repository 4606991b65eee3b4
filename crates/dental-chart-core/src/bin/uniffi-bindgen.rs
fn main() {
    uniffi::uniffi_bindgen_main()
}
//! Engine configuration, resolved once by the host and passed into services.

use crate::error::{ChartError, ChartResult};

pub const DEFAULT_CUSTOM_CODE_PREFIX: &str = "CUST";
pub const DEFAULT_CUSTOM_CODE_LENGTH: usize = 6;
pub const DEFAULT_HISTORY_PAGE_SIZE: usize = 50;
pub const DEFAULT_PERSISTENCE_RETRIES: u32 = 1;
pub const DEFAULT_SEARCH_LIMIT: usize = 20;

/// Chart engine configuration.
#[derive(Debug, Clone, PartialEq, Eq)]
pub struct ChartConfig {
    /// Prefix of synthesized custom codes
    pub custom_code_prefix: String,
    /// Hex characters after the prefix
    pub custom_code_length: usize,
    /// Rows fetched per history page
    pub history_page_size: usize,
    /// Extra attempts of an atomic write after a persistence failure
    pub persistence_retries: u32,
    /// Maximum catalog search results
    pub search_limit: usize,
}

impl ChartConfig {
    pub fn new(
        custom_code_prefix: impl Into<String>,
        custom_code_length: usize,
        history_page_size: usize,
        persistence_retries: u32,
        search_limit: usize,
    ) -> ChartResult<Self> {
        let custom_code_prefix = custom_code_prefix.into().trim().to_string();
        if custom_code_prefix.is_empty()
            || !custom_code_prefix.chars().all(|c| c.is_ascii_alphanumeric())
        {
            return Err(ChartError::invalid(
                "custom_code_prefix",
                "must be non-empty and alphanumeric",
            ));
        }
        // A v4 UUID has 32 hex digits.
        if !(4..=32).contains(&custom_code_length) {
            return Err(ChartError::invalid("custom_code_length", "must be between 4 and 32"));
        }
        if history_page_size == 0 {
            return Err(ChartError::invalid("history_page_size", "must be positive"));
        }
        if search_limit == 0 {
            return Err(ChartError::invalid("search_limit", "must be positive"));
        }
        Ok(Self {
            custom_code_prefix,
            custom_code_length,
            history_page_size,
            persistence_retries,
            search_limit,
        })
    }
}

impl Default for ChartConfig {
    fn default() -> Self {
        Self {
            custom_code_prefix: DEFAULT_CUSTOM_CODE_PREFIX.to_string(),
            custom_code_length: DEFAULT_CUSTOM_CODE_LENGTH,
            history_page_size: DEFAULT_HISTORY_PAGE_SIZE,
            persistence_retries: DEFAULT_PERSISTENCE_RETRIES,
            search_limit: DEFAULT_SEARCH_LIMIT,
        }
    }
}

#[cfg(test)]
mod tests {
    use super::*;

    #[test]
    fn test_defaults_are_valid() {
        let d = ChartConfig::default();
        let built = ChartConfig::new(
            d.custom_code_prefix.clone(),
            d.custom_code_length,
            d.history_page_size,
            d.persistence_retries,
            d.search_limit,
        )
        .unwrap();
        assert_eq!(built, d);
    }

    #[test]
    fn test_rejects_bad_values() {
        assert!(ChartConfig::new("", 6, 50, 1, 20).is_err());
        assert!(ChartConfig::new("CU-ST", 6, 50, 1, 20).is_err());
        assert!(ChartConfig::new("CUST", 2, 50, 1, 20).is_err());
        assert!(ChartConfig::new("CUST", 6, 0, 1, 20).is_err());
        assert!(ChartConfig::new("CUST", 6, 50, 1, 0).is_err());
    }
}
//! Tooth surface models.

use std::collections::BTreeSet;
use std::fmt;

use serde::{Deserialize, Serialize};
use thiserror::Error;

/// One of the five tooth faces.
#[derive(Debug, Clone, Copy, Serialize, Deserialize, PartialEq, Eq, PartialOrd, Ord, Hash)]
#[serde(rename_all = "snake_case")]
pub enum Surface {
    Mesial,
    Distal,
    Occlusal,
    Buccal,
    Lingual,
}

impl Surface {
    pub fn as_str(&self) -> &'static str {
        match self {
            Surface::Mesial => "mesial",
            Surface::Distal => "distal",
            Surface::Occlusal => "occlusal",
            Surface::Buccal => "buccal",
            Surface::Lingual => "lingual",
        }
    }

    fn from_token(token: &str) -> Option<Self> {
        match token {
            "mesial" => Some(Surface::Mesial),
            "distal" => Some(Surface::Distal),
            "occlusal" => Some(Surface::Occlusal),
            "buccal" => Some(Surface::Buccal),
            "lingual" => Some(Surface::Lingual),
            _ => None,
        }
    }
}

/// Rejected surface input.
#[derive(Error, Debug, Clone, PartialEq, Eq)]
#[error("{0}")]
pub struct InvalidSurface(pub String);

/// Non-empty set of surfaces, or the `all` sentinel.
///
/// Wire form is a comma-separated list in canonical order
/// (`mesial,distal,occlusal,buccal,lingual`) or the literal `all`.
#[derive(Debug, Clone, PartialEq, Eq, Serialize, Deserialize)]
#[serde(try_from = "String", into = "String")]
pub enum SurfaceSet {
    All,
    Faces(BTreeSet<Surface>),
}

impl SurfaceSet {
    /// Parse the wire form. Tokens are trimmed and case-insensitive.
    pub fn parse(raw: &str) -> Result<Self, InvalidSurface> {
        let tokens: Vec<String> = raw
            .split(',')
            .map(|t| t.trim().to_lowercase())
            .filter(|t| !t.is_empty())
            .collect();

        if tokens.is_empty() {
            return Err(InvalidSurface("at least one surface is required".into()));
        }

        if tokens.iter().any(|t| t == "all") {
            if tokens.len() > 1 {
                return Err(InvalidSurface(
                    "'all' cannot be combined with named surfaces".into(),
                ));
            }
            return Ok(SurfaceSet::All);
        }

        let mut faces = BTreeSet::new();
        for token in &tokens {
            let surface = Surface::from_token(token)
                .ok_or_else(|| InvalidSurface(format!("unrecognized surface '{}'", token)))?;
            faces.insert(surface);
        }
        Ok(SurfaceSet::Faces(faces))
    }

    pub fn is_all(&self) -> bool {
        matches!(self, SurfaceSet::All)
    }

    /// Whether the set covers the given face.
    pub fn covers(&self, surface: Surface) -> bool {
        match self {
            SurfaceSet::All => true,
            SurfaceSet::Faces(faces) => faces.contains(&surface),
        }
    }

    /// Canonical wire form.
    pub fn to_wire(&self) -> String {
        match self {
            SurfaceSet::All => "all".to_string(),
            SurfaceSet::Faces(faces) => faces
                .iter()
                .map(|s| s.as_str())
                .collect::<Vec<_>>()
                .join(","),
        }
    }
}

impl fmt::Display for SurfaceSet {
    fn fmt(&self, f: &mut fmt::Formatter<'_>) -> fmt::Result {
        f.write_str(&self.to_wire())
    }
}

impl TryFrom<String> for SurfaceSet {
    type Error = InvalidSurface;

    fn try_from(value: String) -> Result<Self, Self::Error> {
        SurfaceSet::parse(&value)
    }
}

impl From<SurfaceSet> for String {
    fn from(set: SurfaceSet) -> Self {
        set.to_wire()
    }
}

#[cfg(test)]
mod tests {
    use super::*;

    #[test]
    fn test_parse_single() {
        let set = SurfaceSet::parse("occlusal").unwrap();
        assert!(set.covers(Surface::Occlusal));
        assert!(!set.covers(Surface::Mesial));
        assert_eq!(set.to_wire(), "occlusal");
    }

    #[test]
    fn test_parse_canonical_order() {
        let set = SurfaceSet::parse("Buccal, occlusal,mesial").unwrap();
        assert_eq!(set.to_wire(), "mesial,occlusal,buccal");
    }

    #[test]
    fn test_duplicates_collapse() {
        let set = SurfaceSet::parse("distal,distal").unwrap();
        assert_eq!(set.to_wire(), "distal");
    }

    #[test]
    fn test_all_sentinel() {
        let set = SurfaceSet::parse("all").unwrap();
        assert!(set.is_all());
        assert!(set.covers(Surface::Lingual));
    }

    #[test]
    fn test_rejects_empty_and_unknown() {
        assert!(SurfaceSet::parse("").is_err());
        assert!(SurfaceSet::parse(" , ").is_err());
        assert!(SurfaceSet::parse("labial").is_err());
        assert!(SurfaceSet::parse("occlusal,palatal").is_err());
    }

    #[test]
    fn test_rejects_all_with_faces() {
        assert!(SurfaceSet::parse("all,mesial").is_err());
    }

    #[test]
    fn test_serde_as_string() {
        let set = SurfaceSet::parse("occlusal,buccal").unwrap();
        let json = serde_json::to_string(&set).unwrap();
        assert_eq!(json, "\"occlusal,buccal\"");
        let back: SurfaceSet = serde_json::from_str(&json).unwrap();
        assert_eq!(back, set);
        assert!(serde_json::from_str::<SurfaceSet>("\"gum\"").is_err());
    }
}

-- Your objective --
Work out how many lines of the records contain the word "positive", and give only that number.

-- Response below --
2